I gave you three examples of situations where it’s impossible to recover design information from the code alone. For the tests, there’s no solution other than to have the design written somewhere separately, so you can know whether the order of HTTP parameters is stable, or whether to rely on the number of times saveState is called. For the code examples, it’s actually quite possible to change the code so that it only corresponds to one design. For that unclear case of coupling, if you want to make it clear that modules 1 and 3 are separate, have module 2 create records with explicit fields. For that retirement age check, just write it as “return x >= RETIREMENT_AGE”. Even if RETIREMENT_AGE and ASCII_A (usually spelled just 'A') have the exact same runtime values (for now), they represent different concepts. They are not interchangeable in the design, nor in a formal proof.

This gives rise to my first rule of writing good code:

Jimmy Koppel’s rule of good code #1: Make the design apparent in the code (Embedded Design Principle).

Sounds simple, but it’s quite vague and subtle until you’ve really internalized how code is derived from a design. I’ve given multiple workshops exploring different aspects of this idea, especially around coupling.

Some things are better left unsaid

In statistics, we used to think that, if you had enough data, you could learn anything. Then the causal inference guys came along and showed us that, actually, even with infinite data, there can be many processes that generate the same observations. If you just collect data about what days there was rain in town and what days your lawn was muddy, you can’t tell the difference between a universe in which rain causes mud and one where mud causes rain. You need to know something more.

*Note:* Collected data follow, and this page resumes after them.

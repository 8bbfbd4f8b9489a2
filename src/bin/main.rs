use std::fs::File;
use std::io::{self, BufWriter, Write};
use std::path::PathBuf;

use anyhow::Context;
use clap::Parser;

use stock_ledger::{parse_overrides, write_ledger, BuildOptions, DuplicateSales, OverridePolicy, RelationBuilder, SkuOrder};

/// Rebuilds the daily stock and sales ledger from a stock snapshot and a sales log
#[derive(Debug, Parser)]
#[clap(version)]
struct Args {
    /// The path to the stock snapshot CSV file
    #[clap(long)]
    stock: PathBuf,
    /// The path to the sales log CSV file
    #[clap(long, alias = "ventas")]
    sales: PathBuf,
    /// Where to write the ledger CSV file, stdout if left out
    #[clap(long)]
    output: Option<PathBuf>,
    /// A JSON file with manual overrides of sales and replenishment
    #[clap(long)]
    overrides: Option<PathBuf>,
    /// How to merge sales lines of the same date and SKU [sum, last-wins]
    #[clap(long, default_value_t = DuplicateSales::default())]
    duplicate_sales: DuplicateSales,
    /// Which override wins when several select the same cell [last-wins, first-wins]
    #[clap(long, default_value_t = OverridePolicy::default())]
    duplicate_overrides: OverridePolicy,
    /// The order of SKU groups in the ledger [snapshot, lexical]
    #[clap(long, default_value_t = SkuOrder::default())]
    sku_order: SkuOrder,
}

fn main() -> anyhow::Result<()> {
    env_logger::init();
    let args = Args::parse();

    let stock = File::open(&args.stock)
        .with_context(|| format!("could not open {}", args.stock.display()))?;
    let sales = File::open(&args.sales)
        .with_context(|| format!("could not open {}", args.sales.display()))?;
    let overrides = match &args.overrides {
        Some(path) => {
            let json = std::fs::read_to_string(path)
                .with_context(|| format!("could not read {}", path.display()))?;
            parse_overrides(&json)?
        }
        None => Vec::new(),
    };

    let builder = RelationBuilder::with_options(BuildOptions {
        duplicate_sales: args.duplicate_sales,
        duplicate_overrides: args.duplicate_overrides,
        sku_order: args.sku_order,
    });
    let rows = builder.build_from_readers(stock, sales, &overrides)?;

    match &args.output {
        Some(path) => {
            let file = File::create(path)
                .with_context(|| format!("could not create {}", path.display()))?;
            write_ledger(&rows, BufWriter::new(file))?;
            log::info!("wrote {} rows to {}", rows.len(), path.display());
        }
        None => {
            let stdout = io::stdout();
            let mut stdout = stdout.lock();
            write_ledger(&rows, &mut stdout)?;
            stdout.flush()?;
        }
    }

    Ok(())
}
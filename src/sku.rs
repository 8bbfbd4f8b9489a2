use std::fmt;

/// A normalized stock keeping unit identifier
///
/// Identifiers may arrive as text or as numbers (`1001`, `1001.0`, `"1001"`).
/// All of them are normalized to the same textual form, so stock and sales
/// rows join on equal keys.
#[derive(Clone, Debug, PartialEq, Eq, Hash, PartialOrd, Ord, serde::Serialize)]
#[serde(transparent)]
pub struct Sku(String);

impl Sku {
    /// Normalizes a raw identifier
    pub fn new(raw: &str) -> Self {
        let raw = raw.trim();
        match integral_form(raw) {
            Some(normalized) => Self(normalized),
            None => Self(raw.to_owned()),
        }
    }

    pub fn as_str(&self) -> &str {
        &self.0
    }
}

// `1001.0` and `1001.00` are the same SKU as `1001`
fn integral_form(raw: &str) -> Option<String> {
    let (int, frac) = raw.split_once('.')?;
    if int.is_empty() || !int.bytes().all(|b| b.is_ascii_digit()) {
        return None;
    }
    if frac.is_empty() || !frac.bytes().all(|b| b == b'0') {
        return None;
    }
    Some(int.to_owned())
}

impl fmt::Display for Sku {
    fn fmt(&self, f: &mut fmt::Formatter<'_>) -> fmt::Result {
        f.write_str(&self.0)
    }
}

impl From<&str> for Sku {
    fn from(raw: &str) -> Self {
        Self::new(raw)
    }
}

impl<'de> serde::Deserialize<'de> for Sku {
    fn deserialize<D>(deserializer: D) -> Result<Self, D::Error>
        where D: serde::Deserializer<'de>
    {
        // JSON payloads send SKUs both as strings and as numbers
        #[derive(serde::Deserialize)]
        #[serde(untagged)]
        enum Raw {
            Text(String),
            Unsigned(u64),
            Signed(i64),
            Float(f64),
        }

        Ok(match <Raw as serde::Deserialize>::deserialize(deserializer)? {
            Raw::Text(s) => Sku::new(&s),
            Raw::Unsigned(n) => Sku(n.to_string()),
            Raw::Signed(n) => Sku(n.to_string()),
            Raw::Float(n) => Sku::new(&n.to_string()),
        })
    }
}

#[cfg(test)]
mod tests {
    use super::*;

    #[test]
    fn trims_whitespace() {
        assert_eq!(Sku::new("  1001 ").as_str(), "1001");
    }

    #[test]
    fn collapses_integral_floats() {
        assert_eq!(Sku::new("1001.0"), Sku::new("1001"));
        assert_eq!(Sku::new("1001.000"), Sku::new("1001"));
    }

    #[test]
    fn keeps_real_fractions_and_text() {
        assert_eq!(Sku::new("1001.5").as_str(), "1001.5");
        assert_eq!(Sku::new("TSHIRT-RED-M").as_str(), "TSHIRT-RED-M");
        assert_eq!(Sku::new(".0").as_str(), ".0");
    }

    #[test]
    fn deserializes_numbers_and_strings() {
        let skus: Vec<Sku> = serde_json::from_str(r#"["1001", 1001, 1001.0, " A-7 "]"#).unwrap();
        assert_eq!(skus, vec![
            Sku::new("1001"),
            Sku::new("1001"),
            Sku::new("1001"),
            Sku::new("A-7"),
        ]);
    }
}
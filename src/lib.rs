pub use self::{
    ledger::{write_ledger, LedgerRow},
    overrides::{parse_overrides, Adjustment, Override, OverridePolicy, OverrideSet},
    relation::{build_relation, BuildOptions, RelationBuilder, SkuOrder},
    sales::{parse_date, DuplicateSales, SalesEvent, SalesLog},
    schema::{validate_headers, RelationError, Table},
    sku::Sku,
    stock::{StockRecord, StockSnapshot},
};

/// Monetary amounts, like unit prices and revenue
pub type Money = rust_decimal::Decimal;

mod coerce;
mod ledger;
mod overrides;
mod relation;
mod sales;
mod schema;
mod sku;
mod stock;
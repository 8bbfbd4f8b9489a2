use std::collections::HashMap;
use std::io;

use crate::{coerce, validate_headers, Money, RelationError, Sku, Table};

/// The snapshot state of a single SKU
///
/// Only `sku`, `initial_stock` and `unit_price` take part in the ledger, the
/// descriptive fields are carried along for callers.
#[derive(Clone, Debug, PartialEq)]
pub struct StockRecord {
    pub sku: Sku,
    pub initial_stock: u64,
    pub unit_price: Money,
    pub name: String,
    pub category: String,
    pub size: String,
    pub color: String,
    pub reorder_threshold: String,
}

#[derive(Debug, serde::Deserialize)]
struct RawStockRow {
    #[serde(rename = "SKU")]
    sku: String,
    #[serde(rename = "Producto")]
    name: String,
    #[serde(rename = "Categoría")]
    category: String,
    #[serde(rename = "Talla")]
    size: String,
    #[serde(rename = "Color")]
    color: String,
    #[serde(rename = "Stock")]
    stock: String,
    #[serde(rename = "Precio_Unitario")]
    unit_price: String,
    #[serde(rename = "Umbral")]
    reorder_threshold: String,
}

impl RawStockRow {
    fn into_record(self, line: u64) -> StockRecord {
        let table = Table::Stock;
        StockRecord {
            sku: Sku::new(&self.sku),
            initial_stock: coerce::or_default(table, line, "Stock", &self.stock, coerce::count, 0),
            unit_price: coerce::or_default(
                table,
                line,
                "Precio_Unitario",
                &self.unit_price,
                coerce::money,
                Money::ZERO,
            ),
            name: self.name,
            category: self.category,
            size: self.size,
            color: self.color,
            reorder_threshold: self.reorder_threshold,
        }
    }
}

/// The stock on hand of every known SKU at the start of the observed period
///
/// Every SKU appears once. The snapshot keeps the order in which SKUs first
/// appeared in the input table.
#[derive(Debug, Default)]
pub struct StockSnapshot {
    records: Vec<StockRecord>,
    index: HashMap<Sku, usize>,
}

impl StockSnapshot {
    /// Reads and validates a stock table in CSV format
    pub fn from_reader<R: io::Read>(reader: R) -> Result<Self, RelationError> {
        let table = Table::Stock;
        let mut reader = csv::ReaderBuilder::new()
            .has_headers(true)
            .trim(csv::Trim::All)
            .from_reader(reader);

        let headers = reader.headers().map_err(RelationError::csv(table))?.clone();
        validate_headers(table, &headers)?;

        let mut records = Vec::new();
        for record in reader.records() {
            let record = record.map_err(RelationError::csv(table))?;
            let line = record.position().map_or(0, |position| position.line());
            let row: RawStockRow = record
                .deserialize(Some(&headers))
                .map_err(RelationError::csv(table))?;
            records.push(row.into_record(line));
        }

        Ok(Self::from_records(records))
    }

    /// Builds a snapshot from already parsed records
    ///
    /// A SKU listed more than once keeps the position of its first listing and
    /// the values of its last one.
    pub fn from_records(records: impl IntoIterator<Item = StockRecord>) -> Self {
        let mut snapshot = Self::default();
        for record in records {
            match snapshot.index.get(&record.sku) {
                Some(&i) => {
                    log::warn!("{} - SKU {} listed more than once, keeping the last listing", Table::Stock, record.sku);
                    snapshot.records[i] = record;
                }
                None => {
                    snapshot.index.insert(record.sku.clone(), snapshot.records.len());
                    snapshot.records.push(record);
                }
            }
        }

        snapshot
    }

    /// All records in snapshot order
    pub fn records(&self) -> &[StockRecord] {
        &self.records
    }

    pub fn get(&self, sku: &Sku) -> Option<&StockRecord> {
        self.index.get(sku).map(|&i| &self.records[i])
    }

    pub fn len(&self) -> usize {
        self.records.len()
    }

    pub fn is_empty(&self) -> bool {
        self.records.is_empty()
    }
}

#[cfg(test)]
mod tests {
    use super::*;

    fn snapshot(csv: &str) -> Result<StockSnapshot, RelationError> {
        StockSnapshot::from_reader(csv.as_bytes())
    }

    #[test]
    fn reads_records() {
        let snapshot = snapshot(
            r#"SKU, Producto,      Categoría, Talla, Color, Stock, Precio_Unitario, Umbral
               1001, Camiseta, Ropa,      M,     Rojo,  50,    20,              5
               1002, Gorra,    Accesorio, U,     Negro, 12,    7.25,            2"#,
        ).unwrap();

        assert_eq!(snapshot.len(), 2);
        let first = &snapshot.records()[0];
        assert_eq!(first.sku, Sku::new("1001"));
        assert_eq!(first.initial_stock, 50);
        assert_eq!(first.unit_price, Money::from(20));
        assert_eq!(first.name, "Camiseta");
        assert_eq!(first.reorder_threshold, "5");

        let second = snapshot.get(&Sku::new("1002")).unwrap();
        assert_eq!(second.unit_price, Money::new(725, 2));
        assert_eq!(second.color, "Negro");
    }

    #[test]
    fn unreadable_numbers_become_zero() {
        let snapshot = snapshot(
            r#"SKU, Producto, Categoría, Talla, Color, Stock, Precio_Unitario, Umbral
               1001, A,       B,         M,     Rojo,  many,  ,                5
               1002, A,       B,         M,     Rojo,  -4,    free,            5"#,
        ).unwrap();

        for record in snapshot.records() {
            assert_eq!(record.initial_stock, 0);
            assert_eq!(record.unit_price, Money::ZERO);
        }
    }

    #[test]
    fn duplicate_skus_keep_first_position_and_last_values() {
        let snapshot = snapshot(
            r#"SKU, Producto, Categoría, Talla, Color, Stock, Precio_Unitario, Umbral
               1001, A,       B,         M,     Rojo,  50,    20,              5
               1002, A,       B,         M,     Rojo,  10,    5,               5
               1001.0, A,     B,         M,     Rojo,  30,    25,              5"#,
        ).unwrap();

        let skus = snapshot.records().iter().map(|r| r.sku.as_str()).collect::<Vec<_>>();
        assert_eq!(skus, vec!["1001", "1002"]);
        assert_eq!(snapshot.records()[0].initial_stock, 30);
        assert_eq!(snapshot.records()[0].unit_price, Money::from(25));
    }

    #[test]
    fn rejects_missing_columns_before_rows() {
        let err = snapshot(
            r#"SKU, Producto, Categoría, Talla, Color, Stock, Umbral
               1001, A,       B,         M,     Rojo,  50,    5"#,
        ).unwrap_err();

        assert!(matches!(
            err,
            RelationError::MissingColumns { table: Table::Stock, ref columns } if columns == &vec!["Precio_Unitario"]
        ));
    }

    #[test]
    fn ragged_rows_are_format_errors() {
        let err = snapshot(
            r#"SKU, Producto, Categoría, Talla, Color, Stock, Precio_Unitario, Umbral
               1001, A"#,
        ).unwrap_err();

        assert!(matches!(err, RelationError::Csv { table: Table::Stock, .. }));
    }
}
use std::sync::Arc;
use std::time::Duration;

use anyhow::{Context, Result};
use tokio::sync::mpsc;
use tokio_util::sync::CancellationToken;

use loyaltymart::accrual::{AccrualClient, Settler, WorkerPool};
use loyaltymart::auth::JwtTokenizer;
use loyaltymart::config::Config;
use loyaltymart::gateway::{self, state::AppState};
use loyaltymart::storage::{PgStorage, Storage};
use loyaltymart::{logging, models::OrderRef};

#[tokio::main]
async fn main() -> Result<()> {
    let config = Config::load().context("configuration failed")?;
    let _log_guard = logging::init(&config.log_level);

    tracing::info!(
        version = env!("GIT_HASH"),
        run_address = %config.run_address,
        accrual_system_address = %config.accrual_system_address,
        log_level = %config.log_level,
        orders_queue_size = config.orders_queue_size,
        accrual_workers = config.accrual_workers,
        accrual_delayed_workers = config.accrual_delayed_workers,
        accrual_delay = config.accrual_delay,
        accrual_delayed_batch = config.accrual_delayed_batch,
        accrual_req_repeats = config.accrual_req_repeats,
        "starting loyaltymart"
    );

    let storage: Arc<dyn Storage> = Arc::new(
        PgStorage::connect(&config.database_uri)
            .await
            .context("storage initialization failed")?,
    );

    // Fast queue: submission handlers block here under backpressure.
    let (order_tx, order_rx) = mpsc::channel::<OrderRef>(config.orders_queue_size);

    let shutdown = CancellationToken::new();

    let accrual_api = Arc::new(AccrualClient::new(&config.accrual_system_address));
    let settler = Arc::new(Settler::new(
        accrual_api,
        storage.clone(),
        config.accrual_req_repeats,
    ));
    WorkerPool::new(settler, storage.clone(), &config).start(order_rx, shutdown.clone());

    let tokenizer = Arc::new(JwtTokenizer::new(&config.token_key, config.token_timeout));
    let state = Arc::new(AppState::new(storage.clone(), tokenizer, order_tx));

    gateway::run_server(&config.run_address, state).await?;

    // The listener is closed and in-flight requests are done. Stop the
    // workers, give logging and stray storage writes a moment, then close.
    shutdown.cancel();
    tokio::time::sleep(Duration::from_secs(1)).await;
    storage.close().await;
    tracing::info!("shutdown complete");

    Ok(())
}
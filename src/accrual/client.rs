//! Remote accrual service client
//!
//! `GET {base}/{order_number}` with three interesting answers: `204` when
//! the order is unknown to the remote, `429` with a `Retry-After` budget,
//! and `200` with a JSON report. Everything else is a retriable fault the
//! envelope in [`super::worker`] deals with.

use async_trait::async_trait;
use reqwest::StatusCode;
use reqwest::header::RETRY_AFTER;
use rust_decimal::Decimal;
use serde::Deserialize;
use std::time::Duration;
use thiserror::Error;

const REQUEST_TIMEOUT: Duration = Duration::from_secs(10);

/// Per-order state reported by the remote service.
#[derive(Debug, Clone, Copy, PartialEq, Eq, Deserialize)]
#[serde(rename_all = "UPPERCASE")]
pub enum AccrualStatus {
    Registered,
    Processing,
    Invalid,
    Processed,
}

#[derive(Debug, Clone, Deserialize)]
pub struct AccrualReport {
    pub order: String,
    pub status: AccrualStatus,
    /// Present only on `PROCESSED` reports.
    pub accrual: Option<Decimal>,
}

#[derive(Debug, Error)]
pub enum AccrualError {
    /// Connection-level failure; the envelope retries.
    #[error("transport error: {0}")]
    Transport(String),

    /// `429` with the number of seconds the remote asked us to back off.
    #[error("rate limited, retry after {0}s")]
    RateLimited(u64),

    /// `204`: the remote has never heard of this order.
    #[error("order not registered in accrual system")]
    Unregistered,

    /// Unexpected status code or a body that does not parse; retriable.
    #[error("malformed accrual response: {0}")]
    Malformed(String),
}

impl From<reqwest::Error> for AccrualError {
    fn from(e: reqwest::Error) -> Self {
        AccrualError::Transport(e.to_string())
    }
}

/// Outbound capability the workers poll through; faked in tests.
#[async_trait]
pub trait AccrualApi: Send + Sync {
    async fn order_report(&self, number: &str) -> Result<AccrualReport, AccrualError>;
}

pub struct AccrualClient {
    http: reqwest::Client,
    base_url: String,
}

impl AccrualClient {
    pub fn new(base_url: &str) -> Self {
        Self {
            http: reqwest::Client::new(),
            base_url: base_url.trim_end_matches('/').to_string(),
        }
    }
}

#[async_trait]
impl AccrualApi for AccrualClient {
    async fn order_report(&self, number: &str) -> Result<AccrualReport, AccrualError> {
        let url = format!("{}/{}", self.base_url, number);
        let response = self
            .http
            .get(&url)
            .timeout(REQUEST_TIMEOUT)
            .send()
            .await?;

        match response.status() {
            StatusCode::NO_CONTENT => Err(AccrualError::Unregistered),
            StatusCode::TOO_MANY_REQUESTS => {
                let secs = response
                    .headers()
                    .get(RETRY_AFTER)
                    .and_then(|h| h.to_str().ok())
                    .and_then(|v| v.parse::<u64>().ok())
                    .ok_or_else(|| {
                        AccrualError::Malformed("429 without a usable Retry-After".to_string())
                    })?;
                Err(AccrualError::RateLimited(secs))
            }
            StatusCode::OK => response
                .json::<AccrualReport>()
                .await
                .map_err(|e| AccrualError::Malformed(e.to_string())),
            other => Err(AccrualError::Malformed(format!(
                "unexpected status {other}"
            ))),
        }
    }
}

#[cfg(test)]
mod tests {
    use super::*;
    use axum::Router;
    use axum::http::HeaderMap;
    use axum::response::IntoResponse;
    use axum::routing::get;

    #[test]
    fn report_parses_processed_with_accrual() {
        let report: AccrualReport =
            serde_json::from_str(r#"{"order":"79927398713","status":"PROCESSED","accrual":42.5}"#)
                .unwrap();
        assert_eq!(report.status, AccrualStatus::Processed);
        assert_eq!(report.accrual, Some(Decimal::new(425, 1)));
    }

    #[test]
    fn report_parses_registered_without_accrual() {
        let report: AccrualReport =
            serde_json::from_str(r#"{"order":"79927398713","status":"REGISTERED"}"#).unwrap();
        assert_eq!(report.status, AccrualStatus::Registered);
        assert_eq!(report.accrual, None);
    }

    #[test]
    fn unknown_status_is_a_parse_error() {
        let report: Result<AccrualReport, _> =
            serde_json::from_str(r#"{"order":"1","status":"MAYBE"}"#);
        assert!(report.is_err());
    }

    async fn serve(app: Router) -> String {
        let listener = tokio::net::TcpListener::bind("127.0.0.1:0").await.unwrap();
        let addr = listener.local_addr().unwrap();
        tokio::spawn(async move {
            axum::serve(listener, app).await.unwrap();
        });
        format!("http://{addr}/api/orders/")
    }

    #[tokio::test]
    async fn client_maps_http_answers_to_outcomes() {
        let app = Router::new()
            .route(
                "/api/orders/{number}",
                get(|axum::extract::Path(number): axum::extract::Path<String>| async move {
                    match number.as_str() {
                        "204204204" => axum::http::StatusCode::NO_CONTENT.into_response(),
                        "429429429" => {
                            let mut headers = HeaderMap::new();
                            headers.insert(RETRY_AFTER, "7".parse().unwrap());
                            (axum::http::StatusCode::TOO_MANY_REQUESTS, headers).into_response()
                        }
                        "500500500" => {
                            axum::http::StatusCode::INTERNAL_SERVER_ERROR.into_response()
                        }
                        _ => axum::Json(serde_json::json!({
                            "order": number,
                            "status": "PROCESSED",
                            "accrual": 10.0,
                        }))
                        .into_response(),
                    }
                }),
            );

        let base = serve(app).await;
        let client = AccrualClient::new(&base);

        assert!(matches!(
            client.order_report("204204204").await,
            Err(AccrualError::Unregistered)
        ));
        assert!(matches!(
            client.order_report("429429429").await,
            Err(AccrualError::RateLimited(7))
        ));
        assert!(matches!(
            client.order_report("500500500").await,
            Err(AccrualError::Malformed(_))
        ));

        let report = client.order_report("79927398713").await.unwrap();
        assert_eq!(report.order, "79927398713");
        assert_eq!(report.status, AccrualStatus::Processed);
        assert_eq!(report.accrual, Some(Decimal::new(10, 0)));
    }
}
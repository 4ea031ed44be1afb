//! HTTP handlers for the user-facing API
//!
//! Content-type and body validation happen here; everything stateful goes
//! through the storage and auth capabilities on [`AppState`]. Status codes
//! and text bodies follow the published API contract.

use std::sync::Arc;
use std::time::Duration;

use axum::Json;
use axum::extract::{Extension, State};
use axum::http::{HeaderMap, HeaderValue, StatusCode, header};
use axum::response::{IntoResponse, Response};
use chrono::Utc;
use rust_decimal::Decimal;

use crate::auth::AuthUser;
use crate::error::{ApiError, ApiResult};
use crate::models::{Credentials, Order, OrderRef, OrderStatus, WithdrawRequest};
use crate::storage::StorageError;
use crate::validation::{is_order_number, luhn_valid, normalize_order_number};

use super::state::AppState;

/// Upper bound on how long a submission may wait for a fast-queue slot.
/// Past it the order is parked for the delayed path instead; the row is
/// already durable, so the client still gets its 202.
const QUEUE_PUBLISH_WAIT: Duration = Duration::from_secs(5);

pub async fn register(
    State(state): State<Arc<AppState>>,
    headers: HeaderMap,
    body: String,
) -> ApiResult<Response> {
    ensure_content_type(&headers, "application/json")?;
    let creds: Credentials = serde_json::from_str(&body).map_err(|_| ApiError::Malformed)?;

    let token = state.auth.register(&creds.login, &creds.password).await?;
    authorized_response(&token, "User registered and authorized successfully")
}

pub async fn login(
    State(state): State<Arc<AppState>>,
    headers: HeaderMap,
    body: String,
) -> ApiResult<Response> {
    ensure_content_type(&headers, "application/json")?;
    let creds: Credentials = serde_json::from_str(&body).map_err(|_| ApiError::Malformed)?;

    let token = state.auth.login(&creds.login, &creds.password).await?;
    authorized_response(&token, "User authorized successfully")
}

pub async fn submit_order(
    State(state): State<Arc<AppState>>,
    Extension(AuthUser(user_id)): Extension<AuthUser>,
    headers: HeaderMap,
    body: String,
) -> ApiResult<Response> {
    ensure_content_type(&headers, "text/plain")?;

    let number = normalize_order_number(&body);
    if number.is_empty() {
        return Err(ApiError::EmptyBody);
    }
    if !is_order_number(&number) || !luhn_valid(&number) {
        return Err(ApiError::BadOrderNumber);
    }

    if let Some(existing) = state.storage.order_by_number(&number).await? {
        return duplicate_order_response(&existing, user_id);
    }

    let order = Order {
        number: number.clone(),
        status: OrderStatus::New,
        user_id,
        accrual: Decimal::ZERO,
        uploaded_at: Utc::now(),
    };
    match state.storage.add_order(&order).await {
        Ok(()) => {}
        // Lost the insert race: somebody registered the number in between
        // the lookup and the insert. Re-read to pick the right answer.
        Err(StorageError::Duplicate) => {
            let existing = state
                .storage
                .order_by_number(&number)
                .await?
                .ok_or(ApiError::Internal("order vanished after duplicate insert"))?;
            return duplicate_order_response(&existing, user_id);
        }
        Err(e) => return Err(e.into()),
    }

    let order_ref = OrderRef { number, user_id };
    publish_order(&state, order_ref).await?;

    Ok((StatusCode::ACCEPTED, "Order accepted").into_response())
}

pub async fn list_orders(
    State(state): State<Arc<AppState>>,
    Extension(AuthUser(user_id)): Extension<AuthUser>,
) -> ApiResult<Response> {
    let orders = state.storage.orders_by_user(user_id).await?;
    if orders.is_empty() {
        return Ok(StatusCode::NO_CONTENT.into_response());
    }
    Ok(Json(orders).into_response())
}

pub async fn balance(
    State(state): State<Arc<AppState>>,
    Extension(AuthUser(user_id)): Extension<AuthUser>,
) -> ApiResult<Response> {
    let balance = state.storage.balance_by_user(user_id).await?;
    Ok(Json(balance).into_response())
}

pub async fn withdraw(
    State(state): State<Arc<AppState>>,
    Extension(AuthUser(user_id)): Extension<AuthUser>,
    headers: HeaderMap,
    body: String,
) -> ApiResult<Response> {
    ensure_content_type(&headers, "application/json")?;
    let request: WithdrawRequest = serde_json::from_str(&body).map_err(|_| ApiError::Malformed)?;

    let number = normalize_order_number(&request.order);
    if number.is_empty() {
        return Err(ApiError::EmptyBody);
    }
    if !is_order_number(&number) || !luhn_valid(&number) {
        return Err(ApiError::BadOrderNumber);
    }
    if state.storage.withdrawal_by_order(&number).await?.is_some() {
        return Err(ApiError::OrderAlreadyWithdrawn);
    }
    if request.sum <= Decimal::ZERO {
        return Err(ApiError::BadSum);
    }

    match state.storage.withdraw(user_id, &number, request.sum).await {
        Ok(()) => Ok((StatusCode::OK, "Withdrawal accepted").into_response()),
        Err(StorageError::InsufficientFunds) => Err(ApiError::InsufficientFunds),
        Err(StorageError::Duplicate) => Err(ApiError::OrderAlreadyWithdrawn),
        Err(e) => Err(e.into()),
    }
}

pub async fn list_withdrawals(
    State(state): State<Arc<AppState>>,
    Extension(AuthUser(user_id)): Extension<AuthUser>,
) -> ApiResult<Response> {
    let withdrawals = state.storage.withdrawals_by_user(user_id).await?;
    if withdrawals.is_empty() {
        return Ok(StatusCode::NO_CONTENT.into_response());
    }
    Ok(Json(withdrawals).into_response())
}

pub async fn not_found() -> Response {
    (StatusCode::NOT_FOUND, "Page not found").into_response()
}

/// Block on the fast queue up to [`QUEUE_PUBLISH_WAIT`]; a full or closed
/// queue parks the order for the delayed workers instead of failing the
/// request. A client that drops the connection mid-send leaves the row in
/// `NEW` until the number is referenced again.
async fn publish_order(state: &AppState, order: OrderRef) -> Result<(), ApiError> {
    match tokio::time::timeout(QUEUE_PUBLISH_WAIT, state.order_tx.send(order.clone())).await {
        Ok(Ok(())) => Ok(()),
        Ok(Err(_)) | Err(_) => {
            tracing::warn!(
                order = %order.number,
                "fast queue unavailable, parking order for delayed retry"
            );
            state.storage.park_delayed(&order).await?;
            Ok(())
        }
    }
}

fn duplicate_order_response(existing: &Order, caller: uuid::Uuid) -> ApiResult<Response> {
    if existing.user_id == caller {
        Ok((StatusCode::OK, "Order already uploaded").into_response())
    } else {
        Err(ApiError::OrderOwnedByOther)
    }
}

fn ensure_content_type(headers: &HeaderMap, expected: &str) -> Result<(), ApiError> {
    let content_type = headers
        .get(header::CONTENT_TYPE)
        .and_then(|v| v.to_str().ok())
        .unwrap_or_default();
    if !content_type.starts_with(expected) {
        return Err(ApiError::BadContentType);
    }
    Ok(())
}

fn authorized_response(token: &str, body: &'static str) -> ApiResult<Response> {
    let value = HeaderValue::from_str(token)
        .map_err(|_| ApiError::Internal("token is not a valid header value"))?;
    let mut response = (StatusCode::OK, body).into_response();
    response.headers_mut().insert(header::AUTHORIZATION, value);
    Ok(response)
}
//! Process-wide logging setup
//!
//! Structured `tracing` output on stdout through a non-blocking appender.
//! The returned guard must live for the whole process; dropping it during
//! the shutdown grace window flushes buffered lines from the workers.

use tracing_appender::non_blocking::WorkerGuard;
use tracing_subscriber::{EnvFilter, fmt, prelude::*};

pub fn init(level: &str) -> WorkerGuard {
    let (writer, guard) = tracing_appender::non_blocking(std::io::stdout());

    let filter = EnvFilter::try_from_default_env().unwrap_or_else(|_| EnvFilter::new(level));

    tracing_subscriber::registry()
        .with(filter)
        .with(fmt::layer().with_target(false).with_writer(writer))
        .init();

    guard
}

Software design is the same way: there can be many designs that correspond to the exact same code. Those who speak of “self-documenting code” are missing something big: the purpose of documentation is not just to describe how the system works today, but also how it will work in the future and across many versions. And so it’s equally important what’s not documented.


Thanks to Alan Pierce, Alex Reece, and Tej Chajed for comments on earlier drafts of this post.

1 Note that I am considering text in a source file, namely comments and variable names, as part of the documentation, not part of the code. A long comment explaining the structure and guarantees of your program is absolutely a form of specification.

Liked this post?

Related Articles


  1. Please remove your JavaScript scroll-jacking script. This textbox is annoying as well, having a psuedo-textbox controlled by JavaScript is very bad for accessibility.

    1. This comment has been removed by the author.

  2. Thanks; I removed it. I had no clue that was in this theme, and still can't tell the difference now that I've removed it.

    For the second comment: are you referring to the comment textbox?

  3. Code is a byproduct of design, not an equivalence. When any implementation (code or otherwise) is used as a replacement for design its usefulness is short-lived except through accident, although its actual life will usually continue long past the point it ceased being useful.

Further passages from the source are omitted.